The comparisons to the NHS are moot. There are many people in the UK who have private healthcare, many employers who offer this as a perk. They don’t have waiting lists and they have private wards. Also, because there is a safety net below them in the form of the NHS, costs are less than in the US, and they propensity to deny coverage seems to be less. A universal healthcare model will only really punish the pockets of the politicians and lobbyists with connections to the pharmaceutical industry.

This brings me to the second group, those that completely understand the proposals but are against it. I can count some personal friends in this group, yet I could never be in it. The argument against seems to be thus: “Why should I work hard, get insurance, then have to pay for other people to get covered?” The classic right vs left debate. It is with this that I take umbrage. Let us take me as an example. I work for a major corporation, in their online advertising space. I receive a good salary, and get healthcare. Why should I have to fund the healthcare of the poor, the uninsured and the skill-less?

 Well, one of the reasons why I can earn the money I do, and have access to the things I need is because of the society I live in, and the infrastructure that supports it.
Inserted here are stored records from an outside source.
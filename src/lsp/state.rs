//! Shared server state
//!
//! Everything a detached task (debounced validation, dictionary reload)
//! needs to publish results back to the client.

use std::collections::HashMap;
use std::sync::Arc;

use tokio::sync::Mutex;
use tower_lsp::Client;
use tower_lsp::lsp_types::{MessageType, Url};

use crate::Config;
use crate::dictionary::{DictionarySource, ReloadOutcome, SharedDictionary};
use crate::lsp::document::DocumentState;
use crate::lsp::handlers::create_lsp_diagnostic;
use crate::validation::validate_document;

/// Cheaply cloneable handle on the state shared by all requests
#[derive(Clone)]
pub struct ServerState {
    pub client: Client,
    pub dictionary: Arc<SharedDictionary>,
    pub documents: Arc<Mutex<HashMap<Url, DocumentState>>>,
    source: DictionarySource,
    extra_words: Arc<Vec<String>>,
}

impl ServerState {
    pub fn new(client: Client, config: &Config) -> Self {
        Self {
            client,
            dictionary: Arc::new(SharedDictionary::new()),
            documents: Arc::new(Mutex::new(HashMap::new())),
            source: config.dictionary_source.clone(),
            extra_words: Arc::new(config.extra_words.clone()),
        }
    }

    pub fn source(&self) -> &DictionarySource {
        &self.source
    }

    /// Fetch the word list again and revalidate every open document
    ///
    /// Returns whether a fresh dictionary is now in use. A failed reload
    /// keeps an already loaded dictionary.
    pub async fn reload_dictionary(&self) -> bool {
        let message = match self
            .dictionary
            .reload(&self.source, self.extra_words.iter())
            .await
        {
            ReloadOutcome::Loaded(entries) => {
                self.client
                    .log_message(
                        MessageType::INFO,
                        format!("Dictionary loaded: {} entries from {}", entries, self.source),
                    )
                    .await;

                self.publish_all().await;
                return true;
            }
            ReloadOutcome::KeptPrevious(e) => {
                log::warn!("Failed to reload dictionary from {}: {}", self.source, e);
                format!(
                    "Failed to reload dictionary ({}), keeping the previous word list",
                    e
                )
            }
            ReloadOutcome::Unavailable(e) => {
                log::warn!("Failed to load dictionary from {}: {}", self.source, e);
                format!("Dictionary unavailable ({}), editing without spellcheck", e)
            }
        };

        self.client.show_message(MessageType::WARNING, message).await;
        false
    }

    /// Validate a document and replace its published diagnostics
    ///
    /// Does nothing until a dictionary is ready; the load revalidates every
    /// open document once it completes.
    pub async fn publish_diagnostics(&self, uri: Url) {
        let Some(dictionary) = self.dictionary.ready().await else {
            log::debug!("Dictionary not ready, skipping diagnostics for {}", uri);
            return;
        };

        let (content, version) = {
            let docs = self.documents.lock().await;
            match docs.get(&uri) {
                Some(doc) => (doc.content.clone(), doc.version),
                None => return,
            }
        };

        let result = validate_document(&content, &dictionary);
        let diagnostics: Vec<_> = result
            .diagnostics
            .into_iter()
            .map(create_lsp_diagnostic)
            .collect();

        log::debug!("Publishing {} diagnostics for {}", diagnostics.len(), uri);
        self.client
            .publish_diagnostics(uri, diagnostics, Some(version))
            .await;
    }

    /// Revalidate every open document
    pub async fn publish_all(&self) {
        let uris: Vec<Url> = self.documents.lock().await.keys().cloned().collect();
        for uri in uris {
            self.publish_diagnostics(uri).await;
        }
    }

    /// Remove any diagnostics shown for a document
    pub async fn clear_diagnostics(&self, uri: Url) {
        self.client.publish_diagnostics(uri, Vec::new(), None).await;
    }
}
//! Word list file watching
//!
//! Reports changes to a local word list so it can be reloaded.

use std::path::{Path, PathBuf};
use std::time::Duration;

use anyhow::{Context, Result};
use notify::{Config, Event, EventKind, RecommendedWatcher, RecursiveMode, Watcher};
use tokio::sync::mpsc;

/// Events from the word list watcher
#[derive(Debug)]
pub enum WatchEvent {
    WordListChanged(PathBuf),
    WatcherError(notify::Error),
}

/// Watch the directory containing `path` and report events touching that file
///
/// The directory is watched instead of the file so that a word list which
/// does not exist yet, or is replaced by an editor's atomic save, is still
/// picked up. The returned watcher must be kept alive.
pub fn watch_word_list(
    path: &Path,
) -> Result<(RecommendedWatcher, mpsc::UnboundedReceiver<WatchEvent>)> {
    let dir = path
        .parent()
        .filter(|p| !p.as_os_str().is_empty())
        .unwrap_or_else(|| Path::new("."))
        .to_path_buf();
    let file_name = path
        .file_name()
        .with_context(|| format!("Word list path has no file name: {}", path.display()))?
        .to_os_string();

    let (tx, rx) = mpsc::unbounded_channel();

    let mut watcher = RecommendedWatcher::new(
        move |res: notify::Result<Event>| match res {
            Ok(event) => {
                if let EventKind::Create(_) | EventKind::Modify(_) | EventKind::Remove(_) =
                    event.kind
                {
                    for path in event.paths {
                        if path.file_name() == Some(file_name.as_os_str()) {
                            let _ = tx.send(WatchEvent::WordListChanged(path));
                        }
                    }
                }
            }
            Err(e) => {
                let _ = tx.send(WatchEvent::WatcherError(e));
            }
        },
        Config::default().with_poll_interval(Duration::from_secs(1)),
    )?;

    watcher
        .watch(&dir, RecursiveMode::NonRecursive)
        .with_context(|| format!("Failed to watch {}", dir.display()))?;

    Ok((watcher, rx))
}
The success (of whatever level) that I can attain is propped up by housing, transport, sustenance, policing, power, heating, light, clean streets amongst many, many other things. In all these industries there are lower paid workers. There are transient farm workers, street cleaners, clothing makers, bus drivers, food packers, steel workers, trash men to name a tiny, tiny few. Without these people I would not be able to get to work, have the strength to work, have the power and lighting to work, and therefore earn the money that I do. Is it then too much to ask me to give a tiny, tiny proportion of it to cover the health-costs of those who support me and enable me to live the life i lead?

This is the society we have in the UK, and the US. It is this infrastructure that gives us the chance to make the money we do. We should be grateful to this and when a reasonable ask is made of us, whether it is to feed, clothe or treat a member of our society, remember it is in the benefit of all of us that we should help out. If that means rolling out a universal healthcare plan to insure the forgotten members of a society, then so be it. We all benefit in the end.